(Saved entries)
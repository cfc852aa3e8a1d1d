//! In-memory draft of the trip being created.
//!
//! DESIGN
//! ======
//! The draft is the single source of truth for every step of the create-trip
//! form. Components write into it through a shared `RwSignal`; `validate`
//! is the only path from a draft to a wire request.

#[cfg(test)]
#[path = "trip_draft_test.rs"]
mod trip_draft_test;

use time::Date;

use super::draft_error::DraftError;
use crate::net::types::CreateTripRequest;
use crate::util::dates;

/// Start and end day picked for the trip. Either bound may still be unset.
#[derive(Clone, Copy, Debug, Default, PartialEq, Eq)]
pub struct DateRange {
    pub from: Option<Date>,
    pub to: Option<Date>,
}

impl DateRange {
    pub fn set_from(&mut self, date: Option<Date>) {
        self.from = date;
        self.normalize();
    }

    pub fn set_to(&mut self, date: Option<Date>) {
        self.to = date;
        self.normalize();
    }

    /// Both bounds, once the range is complete.
    pub fn bounds(&self) -> Option<(Date, Date)> {
        Some((self.from?, self.to?))
    }

    /// `Jul 10 to Jul 15`, or `None` while either bound is missing.
    pub fn label(&self) -> Option<String> {
        let (from, to) = self.bounds()?;
        Some(format!("{} to {}", dates::short_label(from), dates::short_label(to)))
    }

    // An end before the start is read as the user picking the days in reverse.
    fn normalize(&mut self) {
        if let (Some(from), Some(to)) = (self.from, self.to) {
            if to < from {
                self.from = Some(to);
                self.to = Some(from);
            }
        }
    }
}

/// Outcome of [`TripDraft::add_email`].
#[derive(Clone, Copy, Debug, PartialEq, Eq)]
pub enum EmailChange {
    Added,
    Duplicate,
    Ignored,
}

/// Unsaved create-trip form state.
#[derive(Clone, Debug, Default, PartialEq, Eq)]
pub struct TripDraft {
    pub destination: String,
    pub dates: DateRange,
    pub owner_name: String,
    pub owner_email: String,
    pub emails_to_invite: Vec<String>,
}

impl TripDraft {
    /// Append an invitee. Blank input and already-invited addresses are no-ops.
    pub fn add_email(&mut self, raw: &str) -> EmailChange {
        let email = raw.trim();
        if email.is_empty() {
            return EmailChange::Ignored;
        }
        if self.emails_to_invite.iter().any(|e| e == email) {
            return EmailChange::Duplicate;
        }
        self.emails_to_invite.push(email.to_owned());
        EmailChange::Added
    }

    pub fn remove_email(&mut self, email: &str) {
        self.emails_to_invite.retain(|e| e != email);
    }

    /// Build the `POST /trips` body, or report the first missing field.
    ///
    /// Fields are checked in form order: destination, dates, guests, owner.
    ///
    /// # Errors
    ///
    /// Returns the [`DraftError`] for the first required field that is empty.
    pub fn validate(&self) -> Result<CreateTripRequest, DraftError> {
        let destination = self.destination.trim();
        if destination.is_empty() {
            return Err(DraftError::MissingDestination);
        }
        let (from, to) = self.dates.bounds().ok_or(DraftError::MissingDates)?;
        if self.emails_to_invite.is_empty() {
            return Err(DraftError::NoGuests);
        }
        let owner_name = self.owner_name.trim();
        let owner_email = self.owner_email.trim();
        if owner_name.is_empty() || owner_email.is_empty() {
            return Err(DraftError::MissingOwner);
        }

        Ok(CreateTripRequest {
            destination: destination.to_owned(),
            starts_at: dates::utc_midnight(from),
            ends_at: dates::utc_midnight(to),
            emails_to_invite: self.emails_to_invite.clone(),
            owner_name: owner_name.to_owned(),
            owner_email: owner_email.to_owned(),
        })
    }
}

WHAT IS BEING ASKED ▸ Write out exactly the lines between the start of the entries and the line containing "range is complete.", including that line and the first one.

EXERCISE SOLUTION ▸
repository cfc852aa3e8a1d1d
//! In-memory draft of the trip being created.
//!
//! DESIGN
//! ======
//! The draft is the single source of truth for every step of the create-trip
//! form. Components write into it through a shared `RwSignal`; `validate`
//! is the only path from a draft to a wire request.

#[cfg(test)]
#[path = "trip_draft_test.rs"]
mod trip_draft_test;

use time::Date;

use super::draft_error::DraftError;
use crate::net::types::CreateTripRequest;
use crate::util::dates;

/// Start and end day picked for the trip. Either bound may still be unset.
#[derive(Clone, Copy, Debug, Default, PartialEq, Eq)]
pub struct DateRange {
    pub from: Option<Date>,
    pub to: Option<Date>,
}

impl DateRange {
    pub fn set_from(&mut self, date: Option<Date>) {
        self.from = date;
        self.normalize();
    }

    pub fn set_to(&mut self, date: Option<Date>) {
        self.to = date;
        self.normalize();
    }

    /// Both bounds, once the range is complete.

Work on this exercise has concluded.